Встречались ли они еще когда-нибудь, о том сведений не имеется. Известно только, что их имения в Тульской губернии — Кобылинка и Ясная Поляна — находились по соседству.
В течение всего ноября, по воспоминаниям современников, единственной темой разговоров в Английском клубе, в Купеческом собрании, в салонах Москвы и Петербурга было дело об убийстве француженки. Положение Сухово-Кобылина было тяжелым. Тучи над ним сгущались. Доходили слухи, что у следствия имеются улики против него, что готовится приказ об аресте.
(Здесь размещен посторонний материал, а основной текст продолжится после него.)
// SPDX-License-Identifier: Apache-2.0
// © James Ross Ω FLYING•ROBOTS <https://github.com/flyingrobots>

// Telemetry helpers for JSONL logging when the `telemetry` feature is
// enabled. Manually formats JSON to keep formatting machinery off the
// publish/notify hot path.

#[cfg(feature = "telemetry")]
fn ts_micros() -> u128 {
    use std::time::{SystemTime, UNIX_EPOCH};
    SystemTime::now()
        .duration_since(UNIX_EPOCH)
        .unwrap_or_default()
        .as_micros()
}

#[cfg(feature = "telemetry")]
fn emit(event: &str, fields: &[(&str, u64)]) {
    use std::io::Write as _;
    let mut out = std::io::stdout().lock();
    let _ = write!(
        out,
        r#"{{"timestamp_micros":{},"event":"{}""#,
        ts_micros(),
        event
    );
    for (name, value) in fields {
        let _ = write!(out, r#","{name}":{value}"#);
    }
    let _ = out.write_all(b"}\n");
}

/// Emits a publish telemetry event with the new epoch and touched-key
/// counts.
///
/// Logged as a JSON line to stdout when the `telemetry` feature is enabled.
/// Best-effort: I/O errors are ignored and timestamps fall back to 0 on
/// clock errors.
#[cfg(feature = "telemetry")]
pub fn publish(epoch: u64, touched_records: u64, touched_fields: u64) {
    emit(
        "publish",
        &[
            ("epoch", epoch),
            ("touched_records", touched_records),
            ("touched_fields", touched_fields),
        ],
    );
}

/// Emits a notify telemetry event with re-read and callback counts.
///
/// Logged as a JSON line to stdout when the `telemetry` feature is enabled.
/// Best-effort: I/O errors are ignored and timestamps fall back to 0 on
/// clock errors.
#[cfg(feature = "telemetry")]
pub fn notify(reread: u64, notified: u64, failed: u64) {
    emit(
        "notify",
        &[("reread", reread), ("notified", notified), ("failed", failed)],
    );
}

/// Emits a GC telemetry event with the evicted-record count.
///
/// Logged as a JSON line to stdout when the `telemetry` feature is enabled.
/// Best-effort: I/O errors are ignored and timestamps fall back to 0 on
/// clock errors.
#[cfg(feature = "telemetry")]
pub fn gc(evicted: u64, surviving: u64) {
    emit("gc", &[("evicted", evicted), ("surviving", surviving)]);
}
Возле его дома толпами собирались любопытные, некоторые выкрикивали:
— Здесь живет убийца!
Александр Васильевич замкнулся. Он был наедине с собой. Он не желал видеть свет. Он смотрел только в себя. Там происходила работа. Час стоил месяца, день — года. Жизнь разламывалась пополам. «Буря общественного мнения, которая разразилась надо мной в ноябре 1850 года, — писал он в автобиографической записке об истории создания «Свадьбы Кречинского», — вогнала меня в меня самого, и через это началась моя внутренняя жизнь — работа мышления, которое отныне составило всё содержание моего Я».
По иронии судьбы, по воле Слепца случилось так, что в эти мучительные для него дни рядом с ним, в кругу его близких, находился человек, ставший впоследствии лютым врагом драматурга и его сочинений, — Евгений Михайлович Феоктистов. «Скандал был чрезвычайный, — пишет он в мемуарах, — Нарышкина сделалась притчей во языцех, ужасные минуты переживал ее муж, человек, пользовавшийся общим уважением, имя которого вдруг послужило предметом самой отвратительной хроники. Что касается Кобылина, то из разговоров, которые мне приходилось слышать, я мог убедиться, что, за крайне редким исключением, никто не принимал его сторону — такое он успел внушить к себе отвращение».